Allgemeinmediziner Peter Jaindl verleiht seinen beiden Passionen Tauchen und Fotografieren eine dritte Dimension. Dazu bastelt er selbst an einer Unterwasser-Stereoskopie-Ausrüstung, vernetzt sich international mit anderen „3D-Freaks“ – und hätte gerne zehn Leben.

Ursula Scholz

Wäre es nach seiner fürsorglichen Mutter gegangen, hätte Peter Jaindl nicht Tauchen gelernt.

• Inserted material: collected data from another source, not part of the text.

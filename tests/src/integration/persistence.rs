//! # Persistence and Registry Loading
//!
//! Restarting on a file-backed store, and bootstrapping authorization from
//! content-addressed documents.

#[cfg(test)]
mod tests {
    use crate::fixtures::{coins, Keys, TestNode};
    use shared_types::{Amount, ResponseCode};
    use std::sync::Arc;
    use tl_01_signature_verification::SigningIdentity;
    use tl_02_ledger_store::FileBackedKVStore;
    use tl_03_authorization::{
        AuthorizationRegistry, ContentStore, InMemoryContentStore, KeyEntry, LoadError,
        RegistryAddresses, RegistryLoader, TaxDocument,
    };
    use tl_04_transaction_processing::DeliveryData;
    use tl_06_application::{Application, ApplicationConfig, ConsensusApplication};

    // =============================================================================
    // RESTART
    // =============================================================================

    #[test]
    fn test_restart_recovers_committed_state() {
        let dir = tempfile::tempdir().unwrap();
        let path = dir.path().join("ledger.db");
        let recipient = SigningIdentity::from_seed([8; 32]).identity();

        let before = {
            let store = FileBackedKVStore::open(&path).unwrap();
            let node = TestNode::with_store(store, Keys::from_seeds());
            node.mint("111");
            node.send(&node.keys.inflator, recipient, "111");
            node.commit();
            // Delivered but never committed: must not survive the restart.
            node.mint("5");
            node.app.info()
        };

        let store = FileBackedKVStore::open(&path).unwrap();
        let node = TestNode::with_store(store, Keys::from_seeds());
        assert_eq!(node.app.info(), before);
        assert_eq!(before.last_block_height, 1);
        assert_eq!(node.balance(node.keys.inflator.identity()), Amount::ZERO);
        assert_eq!(node.balance(recipient), coins("99.9"));
        assert_eq!(node.balance(node.keys.tax_receiver.identity()), coins("11.1"));

        // The chain continues from the recovered height.
        node.mint("1");
        node.commit();
        assert_eq!(node.app.info().last_block_height, 2);
    }

    #[test]
    fn test_corrupt_ledger_file_fails_open() {
        let dir = tempfile::tempdir().unwrap();
        let path = dir.path().join("ledger.db");
        std::fs::write(&path, [0xFF, 0xFF, 0xFF]).unwrap();
        assert!(FileBackedKVStore::open(&path).is_err());
    }

    // =============================================================================
    // REGISTRY FROM CONTENT
    // =============================================================================

    fn publish(store: &InMemoryContentStore, keys: &Keys, percentage: i64) -> RegistryAddresses {
        let list = |key: &SigningIdentity| {
            serde_json::to_vec(&[KeyEntry::new(key.identity().to_hex())]).unwrap()
        };
        let tax = serde_json::to_vec(&TaxDocument {
            percentage,
            public_key_hex: keys.tax_receiver.identity().to_hex(),
        })
        .unwrap();
        RegistryAddresses {
            inflators: store.put(&list(&keys.inflator)).unwrap(),
            watchers: store.put(&list(&keys.watcher)).unwrap(),
            tax: store.put(&tax).unwrap(),
        }
    }

    #[test]
    fn test_registry_loaded_from_content_drives_transfers() {
        let keys = Keys::generate();
        let content = InMemoryContentStore::new();
        let addresses = publish(&content, &keys, 10);
        let loader = RegistryLoader::new(content);
        let source = loader.load(&addresses).unwrap();

        let app = Application::open(
            tl_02_ledger_store::InMemoryKVStore::new(),
            Arc::new(AuthorizationRegistry::from_source(&source).unwrap()),
            ApplicationConfig::default(),
        )
        .unwrap();
        let inflator = &keys.inflator;
        let recipient = SigningIdentity::generate().identity();
        let deliver = |data: DeliveryData| {
            let tx = tl_04_transaction_processing::DeliveryRequest::sign(data, inflator, 1)
                .encode()
                .unwrap();
            app.deliver_tx(&tx).code
        };

        assert_eq!(deliver(DeliveryData::add(inflator.identity(), coins("10"))), ResponseCode::Ok);
        // The tax reference is the tax document's content address.
        let send = DeliveryData::send(inflator.identity(), recipient, &addresses.tax, coins("10"));
        assert_eq!(deliver(send), ResponseCode::Ok);
        let stale =
            DeliveryData::send(inflator.identity(), recipient, "not-the-address", coins("1"));
        assert_eq!(deliver(stale), ResponseCode::Unauthorized);
        app.commit().unwrap();

        let view = app.committed_view();
        assert_eq!(view.balance(&recipient).unwrap(), coins("9"));
        assert_eq!(view.balance(&keys.tax_receiver.identity()).unwrap(), coins("1"));
    }

    #[test]
    fn test_invalid_reload_keeps_previous_policy() {
        let node = TestNode::in_memory();
        let mut broken = node.keys.registry_source(10);
        broken.inflators.push(KeyEntry::new("zz"));

        let err = node.app.reload_registry(&broken).unwrap_err();
        assert!(matches!(err, LoadError::InvalidKey { list: "inflators", index: 1, .. }));
        assert_eq!(node.mint("1"), ResponseCode::Ok);
    }

    #[test]
    fn test_reload_changes_tax_for_later_transfers() {
        let node = TestNode::in_memory();
        let recipient = SigningIdentity::generate().identity();
        node.mint("20");
        node.send(&node.keys.inflator, recipient, "10");

        node.app
            .reload_registry(&node.keys.registry_source(0))
            .unwrap();
        node.send(&node.keys.inflator, recipient, "10");
        node.commit();

        assert_eq!(node.balance(recipient), coins("19"));
        assert_eq!(node.balance(node.keys.tax_receiver.identity()), coins("1"));
    }
}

Ein bisschen Schnorcheln im gemeinsamen Kroatien-Urlaub, ja. Aber bitte nicht mehr. Sohn Peter, der als Kind schon wie gebannt die Fernsehserie „Geheimnisse des Meeres“ von Alan Landsburg und Jacques-Yves Cousteau verfolgte, wollte aber höher hinaus – besser gesagt: tiefer hinunter. Sein erster informeller Tauchunterricht resultierte aus einer zufälligen Begegnung mit einem urlaubenden Bundesheer-Soldaten im damaligen Jugoslawien. „Er hat mir beim Schnorcheln zugeschaut und dann gesagt: ,Bua, so wird des nix.’“, erzählt Jaindl. „Und dann hat er mir die ersten Grundlagen der Atemtechnik beigebracht. Damit sind 90 Prozent der Anstrengung gleich weggefallen.“

Den zweiten – diesmal offiziellen – Tauchunterricht hat sich Jaindl buchstäblich vom Mund abgespart. „Ich habe heimlich mein Jausengeld zusammengespart, bis ich mir einen Zweitages-Tauchkurs leisten konnte. Der hat damals 350 Schilling gekostet und wurde im neu eröffneten Eggenberger-Bad abgehalten. Da habe ich dann die wichtigsten technischen Grundlagen gelernt.“

Gepflegte Familientradition

Für seine Passion, das Tauchen, hat sich Jaindl über die mütterlichen Wünsche hinweggesetzt. Bei seiner Berufswahl hingegen folgte er einer Familientradition: Schon sein Großvater und Vater haben als Hausärzte praktiziert. In der weiteren Verwandtschaft gibt es auch Ärztinnen und Ärzte anderer Fachrichtungen, aber Peter Jaindl wollte in die Allgemeinmedizin: „Ein Fach war mir zu begrenzt. In der Allgemeinmedizin bist du einfach mit allem konfrontiert.“ Wie zur Zeit mit Covid-19 …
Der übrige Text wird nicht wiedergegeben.